Exercise directions:
What is needed is an exact copy of every entry.

Source material:
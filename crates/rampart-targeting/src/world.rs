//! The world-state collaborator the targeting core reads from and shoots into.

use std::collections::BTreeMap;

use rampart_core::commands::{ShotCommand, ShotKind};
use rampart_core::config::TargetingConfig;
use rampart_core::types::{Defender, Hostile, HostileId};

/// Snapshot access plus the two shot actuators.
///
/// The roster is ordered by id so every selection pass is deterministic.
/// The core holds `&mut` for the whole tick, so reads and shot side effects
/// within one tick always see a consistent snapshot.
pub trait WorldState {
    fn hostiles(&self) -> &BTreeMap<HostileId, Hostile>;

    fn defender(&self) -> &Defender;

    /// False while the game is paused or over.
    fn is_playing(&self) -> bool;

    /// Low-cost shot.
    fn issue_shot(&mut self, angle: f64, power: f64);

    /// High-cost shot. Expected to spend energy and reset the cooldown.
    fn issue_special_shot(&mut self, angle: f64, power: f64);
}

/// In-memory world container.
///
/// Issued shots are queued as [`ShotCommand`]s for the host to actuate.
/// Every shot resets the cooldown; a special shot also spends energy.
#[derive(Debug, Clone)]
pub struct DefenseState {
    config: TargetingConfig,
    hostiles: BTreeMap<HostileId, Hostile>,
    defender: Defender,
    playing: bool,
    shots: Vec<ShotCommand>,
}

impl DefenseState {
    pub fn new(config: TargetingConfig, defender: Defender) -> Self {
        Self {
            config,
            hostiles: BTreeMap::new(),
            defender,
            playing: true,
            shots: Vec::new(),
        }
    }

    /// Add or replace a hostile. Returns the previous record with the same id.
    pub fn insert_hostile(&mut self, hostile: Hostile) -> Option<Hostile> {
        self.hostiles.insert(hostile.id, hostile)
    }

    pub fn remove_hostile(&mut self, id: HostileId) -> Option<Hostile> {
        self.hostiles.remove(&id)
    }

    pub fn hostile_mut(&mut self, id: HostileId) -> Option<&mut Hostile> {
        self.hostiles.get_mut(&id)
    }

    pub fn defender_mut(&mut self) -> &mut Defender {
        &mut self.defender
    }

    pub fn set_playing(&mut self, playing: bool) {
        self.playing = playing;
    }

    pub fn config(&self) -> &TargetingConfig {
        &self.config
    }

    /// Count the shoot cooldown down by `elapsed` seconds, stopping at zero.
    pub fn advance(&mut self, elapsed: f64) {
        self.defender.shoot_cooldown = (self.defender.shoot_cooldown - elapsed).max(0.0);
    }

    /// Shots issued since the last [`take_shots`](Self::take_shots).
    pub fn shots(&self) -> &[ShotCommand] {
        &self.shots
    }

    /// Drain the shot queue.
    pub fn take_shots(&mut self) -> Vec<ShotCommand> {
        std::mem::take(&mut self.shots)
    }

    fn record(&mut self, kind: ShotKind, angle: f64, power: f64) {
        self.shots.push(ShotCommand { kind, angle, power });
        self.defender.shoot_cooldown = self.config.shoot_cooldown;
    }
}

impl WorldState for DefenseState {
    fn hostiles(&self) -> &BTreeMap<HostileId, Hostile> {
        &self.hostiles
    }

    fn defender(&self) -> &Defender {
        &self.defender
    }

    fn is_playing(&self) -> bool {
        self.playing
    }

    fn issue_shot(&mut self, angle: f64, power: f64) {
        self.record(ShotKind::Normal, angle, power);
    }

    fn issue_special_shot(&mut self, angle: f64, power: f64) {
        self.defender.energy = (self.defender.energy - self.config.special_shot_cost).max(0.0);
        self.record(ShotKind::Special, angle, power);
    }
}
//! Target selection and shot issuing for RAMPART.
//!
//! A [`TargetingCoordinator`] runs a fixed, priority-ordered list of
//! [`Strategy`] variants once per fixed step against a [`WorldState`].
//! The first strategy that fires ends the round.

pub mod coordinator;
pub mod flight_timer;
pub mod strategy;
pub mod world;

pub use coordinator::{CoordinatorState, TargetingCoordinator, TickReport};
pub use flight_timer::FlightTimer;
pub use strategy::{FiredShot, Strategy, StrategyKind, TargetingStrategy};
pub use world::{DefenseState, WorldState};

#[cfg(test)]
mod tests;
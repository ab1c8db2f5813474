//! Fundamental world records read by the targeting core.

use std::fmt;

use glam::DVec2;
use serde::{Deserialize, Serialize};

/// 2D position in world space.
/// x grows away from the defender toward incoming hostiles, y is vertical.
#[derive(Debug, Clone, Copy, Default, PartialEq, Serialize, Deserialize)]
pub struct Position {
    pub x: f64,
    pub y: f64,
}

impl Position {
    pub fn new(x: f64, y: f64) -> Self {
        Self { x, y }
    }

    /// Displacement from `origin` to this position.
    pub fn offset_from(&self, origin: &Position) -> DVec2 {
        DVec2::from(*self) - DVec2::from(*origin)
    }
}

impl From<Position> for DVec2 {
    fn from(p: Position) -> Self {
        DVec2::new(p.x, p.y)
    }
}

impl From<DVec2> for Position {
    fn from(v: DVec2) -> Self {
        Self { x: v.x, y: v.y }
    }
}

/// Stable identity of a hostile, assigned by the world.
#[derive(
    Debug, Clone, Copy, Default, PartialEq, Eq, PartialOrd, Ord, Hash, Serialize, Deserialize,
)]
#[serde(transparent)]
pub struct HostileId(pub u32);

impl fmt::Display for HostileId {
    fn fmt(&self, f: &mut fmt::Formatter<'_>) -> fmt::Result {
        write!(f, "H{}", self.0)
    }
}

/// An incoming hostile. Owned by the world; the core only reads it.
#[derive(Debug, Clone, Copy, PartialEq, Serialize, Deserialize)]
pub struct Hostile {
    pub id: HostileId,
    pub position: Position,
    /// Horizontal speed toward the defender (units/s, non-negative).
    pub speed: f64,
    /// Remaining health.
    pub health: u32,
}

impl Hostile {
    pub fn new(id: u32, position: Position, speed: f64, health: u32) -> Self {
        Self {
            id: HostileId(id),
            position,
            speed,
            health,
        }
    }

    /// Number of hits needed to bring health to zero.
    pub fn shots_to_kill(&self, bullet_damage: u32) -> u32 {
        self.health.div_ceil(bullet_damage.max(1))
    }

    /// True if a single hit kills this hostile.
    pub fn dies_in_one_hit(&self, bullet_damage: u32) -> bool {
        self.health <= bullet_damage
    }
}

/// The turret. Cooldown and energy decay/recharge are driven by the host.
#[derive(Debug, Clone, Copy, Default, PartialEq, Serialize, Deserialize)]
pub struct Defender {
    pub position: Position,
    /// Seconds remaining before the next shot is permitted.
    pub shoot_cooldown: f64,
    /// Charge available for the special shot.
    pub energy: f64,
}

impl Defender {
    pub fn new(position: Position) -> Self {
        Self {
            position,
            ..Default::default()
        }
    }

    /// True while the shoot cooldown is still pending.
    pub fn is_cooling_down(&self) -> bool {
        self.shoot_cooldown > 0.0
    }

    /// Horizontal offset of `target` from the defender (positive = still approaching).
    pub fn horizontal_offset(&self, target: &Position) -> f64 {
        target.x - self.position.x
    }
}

Written response:
filename crates/rampart-targeting/src/world.rs
//! The world-state collaborator the targeting core reads from and shoots into.

use std::collections::BTreeMap;

use rampart_core::commands::{ShotCommand, ShotKind};
use rampart_core::config::TargetingConfig;
use rampart_core::types::{Defender, Hostile, HostileId};

/// Snapshot access plus the two shot actuators.
///
/// The roster is ordered by id so every selection pass is deterministic.
/// The core holds `&mut` for the whole tick, so reads and shot side effects
/// within one tick always see a consistent snapshot.
pub trait WorldState {
    fn hostiles(&self) -> &BTreeMap<HostileId, Hostile>;

    fn defender(&self) -> &Defender;

    /// False while the game is paused or over.
    fn is_playing(&self) -> bool;

    /// Low-cost shot.
    fn issue_shot(&mut self, angle: f64, power: f64);

    /// High-cost shot. Expected to spend energy and reset the cooldown.
    fn issue_special_shot(&mut self, angle: f64, power: f64);
}

/// In-memory world container.
///
/// Issued shots are queued as [`ShotCommand`]s for the host to actuate.
/// Every shot resets the cooldown; a special shot also spends energy.
#[derive(Debug, Clone)]
pub struct DefenseState {
    config: TargetingConfig,
    hostiles: BTreeMap<HostileId, Hostile>,
    defender: Defender,
    playing: bool,
    shots: Vec<ShotCommand>,
}

impl DefenseState {
    pub fn new(config: TargetingConfig, defender: Defender) -> Self {
        Self {
            config,
            hostiles: BTreeMap::new(),
            defender,
            playing: true,
            shots: Vec::new(),
        }
    }

    /// Add or replace a hostile. Returns the previous record with the same id.
    pub fn insert_hostile(&mut self, hostile: Hostile) -> Option<Hostile> {
        self.hostiles.insert(hostile.id, hostile)
    }

    pub fn remove_hostile(&mut self, id: HostileId) -> Option<Hostile> {
        self.hostiles.remove(&id)
    }

    pub fn hostile_mut(&mut self, id: HostileId) -> Option<&mut Hostile> {
        self.hostiles.get_mut(&id)
    }

    pub fn defender_mut(&mut self) -> &mut Defender {
        &mut self.defender
    }

    pub fn set_playing(&mut self, playing: bool) {
        self.playing = playing;
    }

    pub fn config(&self) -> &TargetingConfig {
        &self.config
    }

    /// Count the shoot cooldown down by `elapsed` seconds, stopping at zero.
    pub fn advance(&mut self, elapsed: f64) {
        self.defender.shoot_cooldown = (self.defender.shoot_cooldown - elapsed).max(0.0);
    }

    /// Shots issued since the last [`take_shots`](Self::take_shots).
    pub fn shots(&self) -> &[ShotCommand] {
        &self.shots
    }

    /// Drain the shot queue.
    pub fn take_shots(&mut self) -> Vec<ShotCommand> {
        std::mem::take(&mut self.shots)
    }

    fn record(&mut self, kind: ShotKind, angle: f64, power: f64) {
        self.shots.push(ShotCommand { kind, angle, power });
        self.defender.shoot_cooldown = self.config.shoot_cooldown;
    }
}

impl WorldState for DefenseState {
    fn hostiles(&self) -> &BTreeMap<HostileId, Hostile> {
        &self.hostiles
    }

    fn defender(&self) -> &Defender {
        &self.defender
    }

    fn is_playing(&self) -> bool {
        self.playing
    }

    fn issue_shot(&mut self, angle: f64, power: f64) {
        self.record(ShotKind::Normal, angle, power);
    }

    fn issue_special_shot(&mut self, angle: f64, power: f64) {
        self.defender.energy = (self.defender.energy - self.config.special_shot_cost).max(0.0);
        self.record(ShotKind::Special, angle, power);
    }
}
//! Target selection and shot issuing for RAMPART.
//!
//! A [`TargetingCoordinator`] runs a fixed, priority-ordered list of
//! [`Strategy`] variants once per fixed step against a [`WorldState`].
//! The first strategy that fires ends the round.

pub mod coordinator;
pub mod flight_timer;
pub mod strategy;
pub mod world;

pub use coordinator::{CoordinatorState, TargetingCoordinator, TickReport};
pub use flight_timer::FlightTimer;
pub use strategy::{FiredShot, Strategy, StrategyKind, TargetingStrategy};
pub use world::{DefenseState, WorldState};

#[cfg(test)]
mod tests;
repository ab1c8db2f5813474
//! Fundamental world records read by the targeting core.

use std::fmt;

use glam::DVec2;
use serde::{Deserialize, Serialize};

/// 2D position in world space.
/// x grows away from the defender toward incoming hostiles, y is vertical.
#[derive(Debug, Clone, Copy, Default, PartialEq, Serialize, Deserialize)]
pub struct Position {
    pub x: f64,
    pub y: f64,
}

impl Position {
    pub fn new(x: f64, y: f64) -> Self {
        Self { x, y }
    }

    /// Displacement from `origin` to this position.
    pub fn offset_from(&self, origin: &Position) -> DVec2 {
        DVec2::from(*self) - DVec2::from(*origin)
    }
}

impl From<Position> for DVec2 {
    fn from(p: Position) -> Self {
        DVec2::new(p.x, p.y)
    }
}

impl From<DVec2> for Position {
    fn from(v: DVec2) -> Self {
        Self { x: v.x, y: v.y }
    }
}

/// Stable identity of a hostile, assigned by the world.
#[derive(
    Debug, Clone, Copy, Default, PartialEq, Eq, PartialOrd, Ord, Hash, Serialize, Deserialize,
)]
#[serde(transparent)]
pub struct HostileId(pub u32);

impl fmt::Display for HostileId {
    fn fmt(&self, f: &mut fmt::Formatter<'_>) -> fmt::Result {
        write!(f, "H{}", self.0)
    }
}

/// An incoming hostile. Owned by the world; the core only reads it.
#[derive(Debug, Clone, Copy, PartialEq, Serialize, Deserialize)]
pub struct Hostile {
    pub id: HostileId,
    pub position: Position,
    /// Horizontal speed toward the defender (units/s, non-negative).
    pub speed: f64,
    /// Remaining health.
    pub health: u32,
}

impl Hostile {
    pub fn new(id: u32, position: Position, speed: f64, health: u32) -> Self {
        Self {
            id: HostileId(id),
            position,
            speed,
            health,
        }
    }

    /// Number of hits needed to bring health to zero.
    pub fn shots_to_kill(&self, bullet_damage: u32) -> u32 {
        self.health.div_ceil(bullet_damage.max(1))
    }

    /// True if a single hit kills this hostile.
    pub fn dies_in_one_hit(&self, bullet_damage: u32) -> bool {
        self.health <= bullet_damage
    }
}

/// The turret. Cooldown and energy decay/recharge are driven by the host.
#[derive(Debug, Clone, Copy, Default, PartialEq, Serialize, Deserialize)]
pub struct Defender {
    pub position: Position,
    /// Seconds remaining before the next shot is permitted.
    pub shoot_cooldown: f64,
    /// Charge available for the special shot.
    pub energy: f64,
}

impl Defender {
    pub fn new(position: Position) -> Self {
        Self {
            position,
            ..Default::default()
        }
    }

    /// True while the shoot cooldown is still pending.
    pub fn is_cooling_down(&self) -> bool {
        self.shoot_cooldown > 0.0
    }

    /// Horizontal offset of `target` from the defender (positive = still approaching).
    pub fn horizontal_offset(&self, target: &Position) -> f64 {
        target.x - self.position.x
    }
}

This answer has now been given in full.